We’ve talked before about being called ‘foster carers’ by the system, when as far as the children in care are concerned we are their parents. An article in the SMH today threw that issue into stark focus.
You can read the article here: ‘
Agony of deciding who will look after young’ – the byline is ‘An Aboriginal mother has reclaimed her children, but the foster parents are furious, writes Adele Horin.’
By our reading of the article, the two children in question have been in care for about 4-5 years, from when they were very tiny. The biological mother has reclaimed them, after getting her life back on track and establishing a stable relationship.

One paragraph really struck a chord:
‘When is the right time - if ever - to restore children to their biological parents? How is it possible to weigh up children's stability and their attachment to their long-term foster carers against the potential enduring benefits of growing up in their biological family, knowing their siblings and their culture?’

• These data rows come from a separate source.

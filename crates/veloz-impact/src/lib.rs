//! Market-impact estimation for Veloz.
//!
//! Solves for an execution trajectory under a power-law transient-impact
//! model and decomposes its cost into transient, permanent and risk terms.

pub mod config;
pub mod error;
pub mod kernel;
pub mod solver;

pub use config::ImpactModelConfig;
pub use error::{ImpactError, ImpactResult};
pub use solver::{ExecutionTrajectory, ImpactSolver, SolveReport};
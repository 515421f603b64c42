//! Registry error types.

use thiserror::Error;

#[derive(Debug, Error)]
pub enum RegistryError {
    #[error("HTTP client error: {0}")]
    HttpClient(String),

    #[error("Venue error {code}: {msg}")]
    Api { code: String, msg: String },

    #[error("Field missing from response: {0}")]
    MissingField(&'static str),

    #[error("Parse error: {0}")]
    ParseError(String),

    #[error("JSON error: {0}")]
    Json(#[from] serde_json::Error),
}

pub type RegistryResult<T> = Result<T, RegistryError>;
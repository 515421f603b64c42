//! Prometheus metrics for Veloz.
//!
//! # Panics
//!
//! Metric registration uses `unwrap()`. A registration failure means a
//! duplicate metric name, which is a build defect; it can only surface
//! during static initialization.

use once_cell::sync::Lazy;
use prometheus::{
    register_counter_vec, register_gauge, register_gauge_vec, register_histogram_vec,
    CounterVec, Gauge, GaugeVec, HistogramVec,
};

const LATENCY_BUCKETS_MS: &[f64] = &[
    0.05, 0.1, 0.25, 0.5, 1.0, 2.0, 5.0, 10.0, 25.0, 50.0, 100.0, 250.0, 1000.0,
];

/// WebSocket connection state (1 = connected, 0 = disconnected).
pub static WS_CONNECTED: Lazy<Gauge> = Lazy::new(|| {
    register_gauge!(
        "veloz_ws_connected",
        "WebSocket connection state (1=connected)"
    )
    .unwrap()
});

/// Session state machine current state.
pub static WS_STATE: Lazy<GaugeVec> = Lazy::new(|| {
    register_gauge_vec!(
        "veloz_ws_state",
        "Session state machine current state (1=active, 0=inactive)",
        &["state"]
    )
    .unwrap()
});

/// Total reconnection attempts.
pub static WS_RECONNECT_TOTAL: Lazy<CounterVec> = Lazy::new(|| {
    register_counter_vec!(
        "veloz_ws_reconnect_total",
        "Total WebSocket reconnection attempts",
        &["reason"]
    )
    .unwrap()
});

/// Ticks that produced a result.
pub static TICKS_PROCESSED_TOTAL: Lazy<CounterVec> = Lazy::new(|| {
    register_counter_vec!(
        "veloz_ticks_processed_total",
        "Order-book ticks that produced a cost estimate",
        &["inst_id"]
    )
    .unwrap()
});

/// Ticks skipped before producing a result.
pub static TICKS_SKIPPED_TOTAL: Lazy<CounterVec> = Lazy::new(|| {
    register_counter_vec!(
        "veloz_ticks_skipped_total",
        "Order-book ticks skipped without a cost estimate",
        &["inst_id", "reason"]
    )
    .unwrap()
});

/// Impact solves that fell back to a zero breakdown.
pub static SOLVER_FALLBACK_TOTAL: Lazy<CounterVec> = Lazy::new(|| {
    register_counter_vec!(
        "veloz_solver_fallback_total",
        "Impact solves replaced by a zero breakdown",
        &["inst_id"]
    )
    .unwrap()
});

/// Slippage estimates computed with a non-fresh volume.
pub static VOLUME_DEGRADED_TOTAL: Lazy<CounterVec> = Lazy::new(|| {
    register_counter_vec!(
        "veloz_volume_degraded_total",
        "Slippage estimates using stale or substituted volume",
        &["inst_id", "provenance"]
    )
    .unwrap()
});

/// Processing span (solver, classification, aggregation).
pub static PROCESSING_MS: Lazy<HistogramVec> = Lazy::new(|| {
    register_histogram_vec!(
        "veloz_processing_ms",
        "Tick processing duration in milliseconds",
        &["inst_id"],
        LATENCY_BUCKETS_MS.to_vec()
    )
    .unwrap()
});

/// Dispatch span (handing the result to consumers).
pub static DISPATCH_MS: Lazy<HistogramVec> = Lazy::new(|| {
    register_histogram_vec!(
        "veloz_dispatch_ms",
        "Tick dispatch duration in milliseconds",
        &["inst_id"],
        LATENCY_BUCKETS_MS.to_vec()
    )
    .unwrap()
});

/// Frame receipt to dispatch complete.
pub static END_TO_END_MS: Lazy<HistogramVec> = Lazy::new(|| {
    register_histogram_vec!(
        "veloz_end_to_end_ms",
        "Frame receipt to dispatch completion in milliseconds",
        &["inst_id"],
        LATENCY_BUCKETS_MS.to_vec()
    )
    .unwrap()
});

/// Feed parser rejections.
pub static FEED_REJECTED_TOTAL: Lazy<CounterVec> = Lazy::new(|| {
    register_counter_vec!(
        "veloz_feed_rejected_total",
        "Book pushes or levels rejected by the parser",
        &["kind"]
    )
    .unwrap()
});

/// Metrics facade for easy access.
pub struct Metrics;

impl Metrics {
    /// Record WebSocket connected.
    pub fn ws_connected() {
        WS_CONNECTED.set(1.0);
    }

    /// Record WebSocket disconnected.
    pub fn ws_disconnected() {
        WS_CONNECTED.set(0.0);
    }

    /// Mark `state` active among `all`.
    pub fn ws_state_set(state: &str, all: &[&str]) {
        for s in all {
            WS_STATE.with_label_values(&[s]).set(0.0);
        }
        WS_STATE.with_label_values(&[state]).set(1.0);
    }

    pub fn ws_reconnect(reason: &str) {
        WS_RECONNECT_TOTAL.with_label_values(&[reason]).inc();
    }

    pub fn tick_processed(inst_id: &str) {
        TICKS_PROCESSED_TOTAL.with_label_values(&[inst_id]).inc();
    }

    pub fn tick_skipped(inst_id: &str, reason: &str) {
        TICKS_SKIPPED_TOTAL
            .with_label_values(&[inst_id, reason])
            .inc();
    }

    pub fn solver_fallback(inst_id: &str) {
        SOLVER_FALLBACK_TOTAL.with_label_values(&[inst_id]).inc();
    }

    pub fn volume_degraded(inst_id: &str, provenance: &str) {
        VOLUME_DEGRADED_TOTAL
            .with_label_values(&[inst_id, provenance])
            .inc();
    }

    pub fn feed_rejected(kind: &str, count: u64) {
        if count > 0 {
            FEED_REJECTED_TOTAL
                .with_label_values(&[kind])
                .inc_by(count as f64);
        }
    }

    /// Observe one tick's spans, in milliseconds.
    pub fn tick_latency(inst_id: &str, processing_ms: f64, dispatch_ms: f64, end_to_end_ms: f64) {
        PROCESSING_MS
            .with_label_values(&[inst_id])
            .observe(processing_ms);
        DISPATCH_MS
            .with_label_values(&[inst_id])
            .observe(dispatch_ms);
        END_TO_END_MS
            .with_label_values(&[inst_id])
            .observe(end_to_end_ms);
    }
}
//! Fixtures shared by the engine's unit tests.

use crate::state::EngineState;
use async_trait::async_trait;
use serde_json::json;
use std::sync::Arc;
use std::time::Duration;
use veloz_core::TradeSide;
use veloz_cost::{CostAggregator, FeeTier, SlippageModel, VolumePolicy, VolumeResolver};
use veloz_impact::{ImpactModelConfig, ImpactSolver};
use veloz_models::{ClassificationService, LinearScorer, LogisticScorer, ModelArtifact};
use veloz_registry::{RegistryError, RegistryResult, VolumeSource};
use veloz_ws::{PushMessage, SubscriptionArg};

/// Volume source returning a fixed value, or always failing.
pub(crate) struct StaticVolume(Option<f64>);

impl StaticVolume {
    pub(crate) fn ok(value: f64) -> Self {
        Self(Some(value))
    }

    pub(crate) fn failing() -> Self {
        Self(None)
    }
}

#[async_trait]
impl VolumeSource for StaticVolume {
    async fn volume_24h(&self, _inst_id: &str) -> RegistryResult<f64> {
        self.0
            .ok_or_else(|| RegistryError::HttpClient("unreachable".to_string()))
    }
}

fn artifact(coefficients: Vec<f64>, intercept: f64) -> ModelArtifact {
    ModelArtifact {
        feature_names: vec![],
        coefficients,
        intercept,
    }
}

/// Engine state with in-memory models, Tier 1 fees and the skip policy.
pub(crate) fn engine_state(impact: ImpactModelConfig, volume: StaticVolume) -> Arc<EngineState> {
    let classifier = LogisticScorer::new(artifact(vec![1.5, 2.0], -0.5));
    let regressor = LinearScorer::new(artifact(vec![50.0, -0.01, 0.0, 0.0005], 0.1));

    Arc::new(EngineState::new(
        ImpactSolver::new(impact).unwrap(),
        ClassificationService::new(Arc::new(classifier), TradeSide::Buy),
        CostAggregator::new(
            SlippageModel::new(Arc::new(regressor)),
            VolumeResolver::new(Arc::new(volume), VolumePolicy::Skip, Duration::ZERO),
            FeeTier::Tier1,
        ),
    ))
}

/// bids [[100,2],[99,3]], asks [[101,1],[102,4]]
pub(crate) fn sample_push() -> PushMessage {
    PushMessage {
        arg: SubscriptionArg {
            channel: "books".to_string(),
            inst_id: "BTC-USDT".to_string(),
        },
        action: Some("snapshot".to_string()),
        data: vec![json!({
            "asks": [["101", "1", "0", "1"], ["102", "4", "0", "2"]],
            "bids": [["100", "2", "0", "1"], ["99", "3", "0", "1"]],
            "ts": "1700000000000"
        })],
    }
}
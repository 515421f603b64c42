//! Core domain types for the Veloz transaction-cost engine.
//!
//! This crate provides the types shared by every pipeline stage:
//! - `Price`, `Size`: Precision-safe numeric types
//! - `PriceLevel`, `OrderBookSnapshot`: Validated order-book state for one tick
//! - `CostBreakdown`, `TickResult`: Per-tick cost estimate delivered to consumers
//! - `TradeSide`, `MakerTaker`: Trading enums

pub mod book;
pub mod decimal;
pub mod error;
pub mod tick;

pub use book::{OrderBookSnapshot, PriceLevel, TradeHint, TradeSide, TOP_LEVELS};
pub use decimal::{Price, Size};
pub use error::{CoreError, Result};
pub use tick::{CostBreakdown, MakerTaker, TickResult, VolumeProvenance};
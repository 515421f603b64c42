//! Latency tracking, Prometheus metrics and structured logging for Veloz.
//!
//! - Per-session latency window with periodic percentile reports
//! - Prometheus metrics for connectivity, tick outcomes and latency
//! - Structured logging with tracing

pub mod error;
pub mod latency;
pub mod logging;
pub mod metrics;

pub use error::{TelemetryError, TelemetryResult};
pub use latency::{
    as_ms, LatencyReport, LatencySample, LatencyTracker, LatencyWindow, Percentiles,
    WINDOW_CAPACITY,
};
pub use logging::init_logging;
pub use metrics::Metrics;
//! Feed error types.

use thiserror::Error;

#[derive(Debug, Error)]
pub enum FeedError {
    #[error("Parse error: {0}")]
    ParseError(String),

    #[error("Push carried no data entries")]
    EmptyPush,

    #[error("Book rejected: {0}")]
    Rejected(#[from] veloz_core::CoreError),

    #[error("JSON error: {0}")]
    Json(#[from] serde_json::Error),
}

impl FeedError {
    /// Short label used as the skip reason in metrics.
    pub fn reason(&self) -> &'static str {
        match self {
            Self::Rejected(veloz_core::CoreError::EmptySide(_)) => "empty_side",
            _ => "malformed",
        }
    }
}

pub type FeedResult<T> = Result<T, FeedError>;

Listen to the language of that paragraph. Biological
parents. Biological family. Siblings. Enduring. Adele Horin is using the terminology the system uses.
The problem is – that terminology is loaded with meaning and riddled with assumptions. We all use that language daily and it instantly evokes, for most of us, a sense of right and entitlement and relationships and outcomes.
The people these children have lived with for the last 4-5 years – the bulk - of their lives are referred to in the paragraph as ‘long term foster carers’. The article later explains that for one of the children the foster mother is ‘the only mum he's known’.
The foster carers lost out in that paragraph, big time. The language does not describe any emotional connection with the child that most of us can relate to. Attachment? Carer?

Here’s how it might have read with one small change:
‘When is the right time - if ever - to restore children to their biological parents? How is it possible to weigh up children's stability and their attachment to their second mum and dad and siblings against the potential enduring benefits of growing up in their biological family, knowing their siblings and their culture?’

The child leaps the divide – giving you their heart, their trust, their love. You become their mum and their dad. And yet the system is unwilling to acknowledge the shift. We could be cynical, and say that it helps the system justify the movement of children back to biological parents. You start by using language that maintains a distance between child and new family.
So, having trouble recruiting foster carers? No wonder. There is nothing in that story to reassure any carer that the child they have
parented will be with them until the child is able make a decision about their future.
Until prospective carers hear language from the media and the ‘system’ that recognises the emotional bond we ‘carers’ create with these children, it will continue to be difficult to attract quality carers.